Keyword mapping elasticsearch. One as a text type for full text search and another as keyword type which in most cases is a waste of space. The dynamic mapping rules can be configured to customise the mapping that is used for new fields. What was new in elasticsearch 5 0 for mapping. There are more but these are the most common core datatypes.
The keyword and text datatypes haven t always been part of elasticsearch. Here is a list of elasticsearch s core datatypes for reference. However they are often retrieved using term level queries. If i wanted multiple keywords associated with a json document how would i create the mapping for the index s field.
Elasticsearch supports a number of different datatypes for the fields in a. I use node js elasticsearch module to create mapping indices and insert documents to elasticsearch. However keyword fields are better for term and other term level queries. You know more about your data than elasticsearch can guess so while dynamic mapping can be useful to get started at some point you will want to specify your own explicit mappings.
Originally elasticsearch provided just a single string datatype and users could set an option called index to either analyzed or not analyzed in their mapping to specify whether they wanted a string to be broken down into its individual terms upon indexing or simply indexed as is. Now map each field to an elasticsearch data type by the data it will store. Mapping is the outline of the documents stored in an index. Elasticsearch automatically creates an all field inside the mapping and copies values of each field of a document inside the all field.

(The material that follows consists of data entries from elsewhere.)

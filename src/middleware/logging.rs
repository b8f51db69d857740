use axum::{
    extract::{MatchedPath, Request},
    http::{HeaderValue, StatusCode},
    middleware::Next,
    response::Response,
};
use std::time::Instant;
use uuid::Uuid;

pub const REQUEST_ID_HEADER: &str = "x-request-id";

/// Structured access log for every API request. Tags the response with a request id.
pub async fn request_logging_middleware(req: Request, next: Next) -> Result<Response, StatusCode> {
    let start = Instant::now();
    let request_id = Uuid::new_v4().to_string();

    let method = req.method().clone();
    let uri = req.uri().clone();
    let matched_path = req
        .extensions()
        .get::<MatchedPath>()
        .map(|mp| mp.as_str().to_owned())
        .unwrap_or_else(|| "unknown".to_owned());
    let remote_addr = req
        .extensions()
        .get::<axum::extract::ConnectInfo<std::net::SocketAddr>>()
        .map(|ci| ci.0.to_string())
        .unwrap_or_else(|| "unknown".to_string());

    tracing::debug!(
        request_id = %request_id,
        method = %method,
        uri = %uri,
        remote_addr = %remote_addr,
        "incoming request"
    );

    let mut response = next.run(req).await;

    let duration_ms = start.elapsed().as_millis();
    let status = response.status().as_u16();

    macro_rules! completed {
        ($level:ident, $msg:literal) => {
            tracing::$level!(
                request_id = %request_id,
                method = %method,
                path = %matched_path,
                uri = %uri,
                status = status,
                duration_ms = duration_ms,
                $msg
            )
        };
    }

    match status {
        400..=499 => completed!(warn, "request completed (client error)"),
        500..=599 => completed!(error, "request completed (server error)"),
        _ => completed!(info, "request completed"),
    }

    if let Ok(value) = HeaderValue::from_str(&request_id) {
        response.headers_mut().insert(REQUEST_ID_HEADER, value);
    }

    Ok(response)
}
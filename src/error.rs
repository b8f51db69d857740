// src/error.rs
use axum::{
    http::StatusCode,
    response::{IntoResponse, Json, Response},
};
use serde_json::json;
use thiserror::Error;

use crate::youtube_client::YouTubeApiError;

/// Error taxonomy surfaced by the request handlers.
#[derive(Error, Debug)]
pub enum ApiError {
    #[error("{0}")]
    InvalidInput(String),
    #[error("{0}")]
    NotFound(String),
    #[error("YouTube API quota exceeded")]
    QuotaExceeded,
    #[error("YouTube API error: {0}")]
    Upstream(String),
    #[error("Internal server error: {0}")]
    Internal(String),
}

impl ApiError {
    pub fn status_code(&self) -> StatusCode {
        match self {
            ApiError::InvalidInput(_) => StatusCode::BAD_REQUEST,
            ApiError::NotFound(_) => StatusCode::NOT_FOUND,
            ApiError::QuotaExceeded => StatusCode::TOO_MANY_REQUESTS,
            ApiError::Upstream(_) | ApiError::Internal(_) => StatusCode::INTERNAL_SERVER_ERROR,
        }
    }
}

impl From<YouTubeApiError> for ApiError {
    fn from(err: YouTubeApiError) -> Self {
        if err.is_quota() {
            return ApiError::QuotaExceeded;
        }
        match err {
            YouTubeApiError::Api { status: 404, message, .. } => ApiError::NotFound(message),
            other => ApiError::Upstream(other.to_string()),
        }
    }
}

impl IntoResponse for ApiError {
    fn into_response(self) -> Response {
        let status = self.status_code();
        let body = match &self {
            ApiError::Upstream(details) => {
                tracing::error!("YouTube API error: {}", details);
                json!({ "error": "YouTube API error", "details": details })
            }
            ApiError::Internal(details) => {
                // Internal details stay in the logs
                tracing::error!("Internal error: {}", details);
                json!({ "error": "Internal server error" })
            }
            other => json!({ "error": other.to_string() }),
        };

        (status, Json(body)).into_response()
    }
}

Elasticsearch optimizes numeric fields such as integer or long for range queries. For example if the field stored a date then the elasticsearch date datatype would be used. Identifiers such as an isbn or a product id are rarely used in range queries. I checked in kibana that types of all fields correspond to types i set in mapping for each field but fields with a keyword type sometimes every 1 3 days may be changed and have extra field field keyword or vise versa field keyword may disappear and original field became aggregatable.
It defines the data type like geo point or string and format of the fields present in the documents and rules to control the mapping of dynamically added fields. Not all numeric data should be mapped as a numeric field data type.